» **YOUR ASSIGNMENT**
Say how many lines in the following entries include "UniqueField", and add nothing else.

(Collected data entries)
Segment Open

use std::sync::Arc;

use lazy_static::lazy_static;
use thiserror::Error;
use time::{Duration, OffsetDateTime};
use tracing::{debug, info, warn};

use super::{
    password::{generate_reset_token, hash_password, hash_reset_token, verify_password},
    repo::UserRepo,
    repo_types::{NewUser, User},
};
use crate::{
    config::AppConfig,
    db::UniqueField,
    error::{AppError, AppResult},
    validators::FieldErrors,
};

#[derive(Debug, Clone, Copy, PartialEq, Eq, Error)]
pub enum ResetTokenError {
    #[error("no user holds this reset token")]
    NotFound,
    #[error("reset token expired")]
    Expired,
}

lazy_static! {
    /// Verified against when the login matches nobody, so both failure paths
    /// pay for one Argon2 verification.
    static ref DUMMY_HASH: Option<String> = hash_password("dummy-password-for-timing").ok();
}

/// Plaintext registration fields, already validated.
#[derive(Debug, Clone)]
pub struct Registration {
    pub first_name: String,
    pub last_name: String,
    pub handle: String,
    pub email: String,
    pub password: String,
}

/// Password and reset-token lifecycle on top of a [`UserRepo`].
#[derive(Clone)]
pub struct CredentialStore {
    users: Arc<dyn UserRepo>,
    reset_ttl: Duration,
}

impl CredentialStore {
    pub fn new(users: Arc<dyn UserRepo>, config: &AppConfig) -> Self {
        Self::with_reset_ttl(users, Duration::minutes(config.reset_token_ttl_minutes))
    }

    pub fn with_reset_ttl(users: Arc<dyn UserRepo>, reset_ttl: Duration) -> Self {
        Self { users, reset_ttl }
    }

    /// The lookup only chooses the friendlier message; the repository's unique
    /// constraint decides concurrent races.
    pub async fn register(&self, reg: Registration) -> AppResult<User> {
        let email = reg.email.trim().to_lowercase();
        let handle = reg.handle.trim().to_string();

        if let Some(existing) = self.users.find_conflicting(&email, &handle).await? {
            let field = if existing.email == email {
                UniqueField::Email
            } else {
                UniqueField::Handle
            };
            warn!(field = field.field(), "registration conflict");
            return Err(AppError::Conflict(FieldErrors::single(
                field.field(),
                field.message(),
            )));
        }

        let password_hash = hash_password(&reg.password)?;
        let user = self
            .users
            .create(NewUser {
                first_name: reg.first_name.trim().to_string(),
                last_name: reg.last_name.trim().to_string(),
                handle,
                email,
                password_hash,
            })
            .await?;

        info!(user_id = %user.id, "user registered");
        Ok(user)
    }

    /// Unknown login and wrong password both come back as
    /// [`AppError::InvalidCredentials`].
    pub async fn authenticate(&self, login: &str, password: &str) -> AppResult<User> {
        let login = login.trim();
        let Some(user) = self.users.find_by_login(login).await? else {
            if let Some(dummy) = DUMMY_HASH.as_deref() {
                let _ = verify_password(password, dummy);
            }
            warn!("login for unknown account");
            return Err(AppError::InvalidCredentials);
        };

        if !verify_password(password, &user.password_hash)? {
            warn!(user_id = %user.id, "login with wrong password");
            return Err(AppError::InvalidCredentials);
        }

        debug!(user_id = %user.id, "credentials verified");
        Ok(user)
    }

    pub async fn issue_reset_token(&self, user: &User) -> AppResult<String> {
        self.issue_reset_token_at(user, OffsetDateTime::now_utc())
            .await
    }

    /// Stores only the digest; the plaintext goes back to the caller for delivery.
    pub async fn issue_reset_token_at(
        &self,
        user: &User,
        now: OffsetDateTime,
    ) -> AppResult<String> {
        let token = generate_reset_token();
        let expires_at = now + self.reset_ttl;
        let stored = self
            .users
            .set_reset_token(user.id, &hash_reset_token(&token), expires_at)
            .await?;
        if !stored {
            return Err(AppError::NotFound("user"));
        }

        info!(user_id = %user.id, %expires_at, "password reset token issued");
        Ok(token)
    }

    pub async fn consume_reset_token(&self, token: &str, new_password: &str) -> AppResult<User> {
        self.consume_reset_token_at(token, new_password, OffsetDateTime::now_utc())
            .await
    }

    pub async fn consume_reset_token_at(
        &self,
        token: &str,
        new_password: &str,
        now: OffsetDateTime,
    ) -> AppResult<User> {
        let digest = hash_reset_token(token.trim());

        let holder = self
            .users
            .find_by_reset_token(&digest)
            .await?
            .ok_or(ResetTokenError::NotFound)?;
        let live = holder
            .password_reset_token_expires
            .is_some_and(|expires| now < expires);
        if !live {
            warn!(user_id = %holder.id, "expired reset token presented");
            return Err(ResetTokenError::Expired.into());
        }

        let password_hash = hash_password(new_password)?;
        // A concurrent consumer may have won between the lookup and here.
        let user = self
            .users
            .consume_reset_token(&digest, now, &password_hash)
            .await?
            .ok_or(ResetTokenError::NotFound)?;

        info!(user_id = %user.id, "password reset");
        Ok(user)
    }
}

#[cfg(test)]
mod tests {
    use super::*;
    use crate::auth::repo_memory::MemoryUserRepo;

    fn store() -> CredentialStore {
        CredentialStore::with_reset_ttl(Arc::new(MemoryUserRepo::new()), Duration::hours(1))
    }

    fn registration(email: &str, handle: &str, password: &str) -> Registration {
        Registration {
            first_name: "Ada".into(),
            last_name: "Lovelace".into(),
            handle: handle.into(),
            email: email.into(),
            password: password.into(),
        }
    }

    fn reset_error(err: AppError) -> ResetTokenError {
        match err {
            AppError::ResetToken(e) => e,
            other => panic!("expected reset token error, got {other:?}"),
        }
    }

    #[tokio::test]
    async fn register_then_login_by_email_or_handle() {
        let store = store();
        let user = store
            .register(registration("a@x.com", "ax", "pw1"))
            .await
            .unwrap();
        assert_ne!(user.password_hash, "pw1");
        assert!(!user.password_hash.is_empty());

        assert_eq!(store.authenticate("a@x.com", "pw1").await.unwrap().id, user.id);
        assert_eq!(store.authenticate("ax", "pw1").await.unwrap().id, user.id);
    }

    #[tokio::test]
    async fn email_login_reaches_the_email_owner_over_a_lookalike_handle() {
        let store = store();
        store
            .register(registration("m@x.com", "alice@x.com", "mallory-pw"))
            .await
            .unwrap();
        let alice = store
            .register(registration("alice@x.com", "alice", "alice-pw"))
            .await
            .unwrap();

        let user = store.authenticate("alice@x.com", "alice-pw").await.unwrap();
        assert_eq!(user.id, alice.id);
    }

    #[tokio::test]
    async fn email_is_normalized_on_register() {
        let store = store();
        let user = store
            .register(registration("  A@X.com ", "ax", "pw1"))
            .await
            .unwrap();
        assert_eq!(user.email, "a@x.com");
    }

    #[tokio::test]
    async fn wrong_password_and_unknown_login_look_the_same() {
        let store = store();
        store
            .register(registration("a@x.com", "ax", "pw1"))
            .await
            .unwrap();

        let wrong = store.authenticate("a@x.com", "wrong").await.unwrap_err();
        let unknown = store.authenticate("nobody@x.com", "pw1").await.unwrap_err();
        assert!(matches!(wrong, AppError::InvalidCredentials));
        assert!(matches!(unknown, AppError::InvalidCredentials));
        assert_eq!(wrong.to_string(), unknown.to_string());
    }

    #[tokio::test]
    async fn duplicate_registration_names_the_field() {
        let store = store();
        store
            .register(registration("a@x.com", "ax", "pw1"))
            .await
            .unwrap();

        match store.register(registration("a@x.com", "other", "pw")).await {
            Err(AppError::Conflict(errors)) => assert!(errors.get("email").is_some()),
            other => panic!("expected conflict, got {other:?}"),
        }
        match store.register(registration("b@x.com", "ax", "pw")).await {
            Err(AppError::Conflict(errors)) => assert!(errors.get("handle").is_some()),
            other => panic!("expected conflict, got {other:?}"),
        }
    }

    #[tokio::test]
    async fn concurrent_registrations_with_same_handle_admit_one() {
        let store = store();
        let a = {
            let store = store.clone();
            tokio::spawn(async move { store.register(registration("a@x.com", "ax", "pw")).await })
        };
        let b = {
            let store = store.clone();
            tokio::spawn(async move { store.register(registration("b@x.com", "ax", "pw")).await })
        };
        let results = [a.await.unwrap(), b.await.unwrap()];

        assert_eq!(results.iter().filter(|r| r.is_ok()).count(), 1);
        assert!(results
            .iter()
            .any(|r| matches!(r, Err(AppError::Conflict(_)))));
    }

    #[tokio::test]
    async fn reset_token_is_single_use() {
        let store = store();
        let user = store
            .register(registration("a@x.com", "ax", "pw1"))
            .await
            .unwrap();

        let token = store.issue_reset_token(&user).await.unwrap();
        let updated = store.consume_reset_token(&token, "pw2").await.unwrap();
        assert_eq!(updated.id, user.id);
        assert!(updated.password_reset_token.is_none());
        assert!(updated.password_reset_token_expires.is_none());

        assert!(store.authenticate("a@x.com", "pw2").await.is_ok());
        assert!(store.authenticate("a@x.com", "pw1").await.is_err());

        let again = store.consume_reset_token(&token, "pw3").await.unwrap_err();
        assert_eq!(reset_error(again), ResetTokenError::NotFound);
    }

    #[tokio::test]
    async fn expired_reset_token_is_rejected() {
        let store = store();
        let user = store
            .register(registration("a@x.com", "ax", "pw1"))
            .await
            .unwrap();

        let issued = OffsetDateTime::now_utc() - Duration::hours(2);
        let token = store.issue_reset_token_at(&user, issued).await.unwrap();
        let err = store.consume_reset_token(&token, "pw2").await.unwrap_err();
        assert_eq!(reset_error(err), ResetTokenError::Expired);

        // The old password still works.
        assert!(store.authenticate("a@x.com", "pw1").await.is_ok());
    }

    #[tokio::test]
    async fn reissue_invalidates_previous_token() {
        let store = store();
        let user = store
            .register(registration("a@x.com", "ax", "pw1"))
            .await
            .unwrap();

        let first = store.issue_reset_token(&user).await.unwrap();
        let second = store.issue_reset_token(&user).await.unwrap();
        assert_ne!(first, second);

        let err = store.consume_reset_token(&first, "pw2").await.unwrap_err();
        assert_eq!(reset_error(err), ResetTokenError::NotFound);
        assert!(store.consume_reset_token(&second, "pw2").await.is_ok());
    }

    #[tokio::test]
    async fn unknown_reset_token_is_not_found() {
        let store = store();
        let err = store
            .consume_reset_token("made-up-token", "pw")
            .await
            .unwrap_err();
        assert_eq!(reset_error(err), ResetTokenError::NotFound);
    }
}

Segment Closed

» **RESULT**
3